In the 16th century, Italian Renaissance painter Giuseppe Arcimboldo spurred an idiosyncratic trend in portraiture, elaborating on the symbolism of fruits, animals, and objects by arranging them compositionally into human faces.
Arcimboldo’s work inspired some European illustrators to portray tradespeople as physical embodiments of their work, such as Nicolas de Larmessin in the 17th century and Martin Engelbrecht in the 18th. The instruments of the subjects’ professions literally became them.
Around 1800, London-based published Samuel William Fores continued the playful—if occasionally unsettling—tradition of composite portraiture in a series of aquatints depicting a florist, a baker, an armorer, a tailor, and several others, made from the sum of their tools and wares. A blacksmith, for example, is composed of an anvil, bellows, and hammer, while a fruiterer—a greengrocer—is made of produce and baskets.
The Public Domain Review notes the significance of the title of the series, Hieroglyphics: “If, indeed, the print dates from around 1800, then it would place the image soon after the discovery in 1799 of the Rosetta Stone by Napoleon’s troops during their invasion of [Egypt]—and so at a time when the idea of hieroglyphs would have been very much in the air.”
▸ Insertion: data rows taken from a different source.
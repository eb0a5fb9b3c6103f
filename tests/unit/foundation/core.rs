use super::*;

#[test]
fn from_signed_rejects_negative() {
    assert_eq!(Millis::from_signed(0, "delay").unwrap(), Millis::ZERO);
    assert_eq!(Millis::from_signed(25, "delay").unwrap(), Millis(25));
    let err = Millis::from_signed(-1, "delay").unwrap_err();
    assert!(err.to_string().contains("delay must be >= 0 ms"));
}

#[test]
fn duration_conversions_truncate_to_millis() {
    assert_eq!(Millis(120).as_duration(), Duration::from_millis(120));
    assert_eq!(Millis::from_duration(Duration::from_micros(1_999)), Millis(1));
}

#[test]
fn arithmetic_saturates() {
    assert_eq!(Millis(5).saturating_sub(Millis(9)), Millis::ZERO);
    assert_eq!(Millis(u64::MAX) + Millis(1), Millis(u64::MAX));
    let total: Millis = [Millis(10), Millis(20), Millis(30)].into_iter().sum();
    assert_eq!(total, Millis(60));
}

#[test]
fn check_unit_bounds_are_inclusive() {
    assert!(check_unit(0.0, "value").is_ok());
    assert!(check_unit(1.0, "value").is_ok());
    assert!(check_unit(1.01, "value").is_err());
    assert!(check_unit(-0.01, "value").is_err());
    assert!(check_unit(f32::NAN, "value").is_err());
}

#[test]
fn serializes_as_plain_number() {
    let s = serde_json::to_string(&Millis(42)).unwrap();
    assert_eq!(s, "42");
}
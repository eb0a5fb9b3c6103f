use std::sync::{Mutex, MutexGuard, PoisonError};

use tokio::sync::Notify;

/// Single-value conflating channel: a new value replaces whatever is still pending.
///
/// Behaves like a capacity-1 channel that overwrites instead of blocking the sender. Any number
/// of producers may call [`LatestSlot::put`]; one consumer awaits [`LatestSlot::take`].
#[derive(Debug)]
pub struct LatestSlot<T> {
    value: Mutex<Option<T>>,
    notify: Notify,
}

impl<T> LatestSlot<T> {
    pub fn new() -> Self {
        Self {
            value: Mutex::new(None),
            notify: Notify::new(),
        }
    }

    fn lock(&self) -> MutexGuard<'_, Option<T>> {
        // A panicking producer cannot leave the Option half-written.
        self.value.lock().unwrap_or_else(PoisonError::into_inner)
    }

    /// Store `value` and wake the consumer. Returns the pending value it superseded, if any.
    pub fn put(&self, value: T) -> Option<T> {
        let superseded = self.lock().replace(value);
        self.notify.notify_one();
        superseded
    }

    pub fn try_take(&self) -> Option<T> {
        self.lock().take()
    }

    /// Wait until a value is pending and take it.
    pub async fn take(&self) -> T {
        loop {
            if let Some(value) = self.try_take() {
                return value;
            }
            self.notify.notified().await;
        }
    }

    pub fn is_pending(&self) -> bool {
        self.lock().is_some()
    }
}

impl<T> Default for LatestSlot<T> {
    fn default() -> Self {
        Self::new()
    }
}

#[cfg(test)]
#[path = "../../tests/unit/dispatch/slot.rs"]
mod tests;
We currently understand the word “hieroglyphs” to denote an ancient system of writing in which pictures were substituted for text, so the title may take some license with that interpretation. But that may also be beside the point. As The Public Domain Review continues, “…it as though the act of replacement itself is enough, be it a word or a swathe of face, it does not matter—the whole world seen as renderable in a landscape of objects.”
Prints of Hieroglyphics are currently held in the Wellcome Collection in London, where you can explore the library and exhibitions free of charge.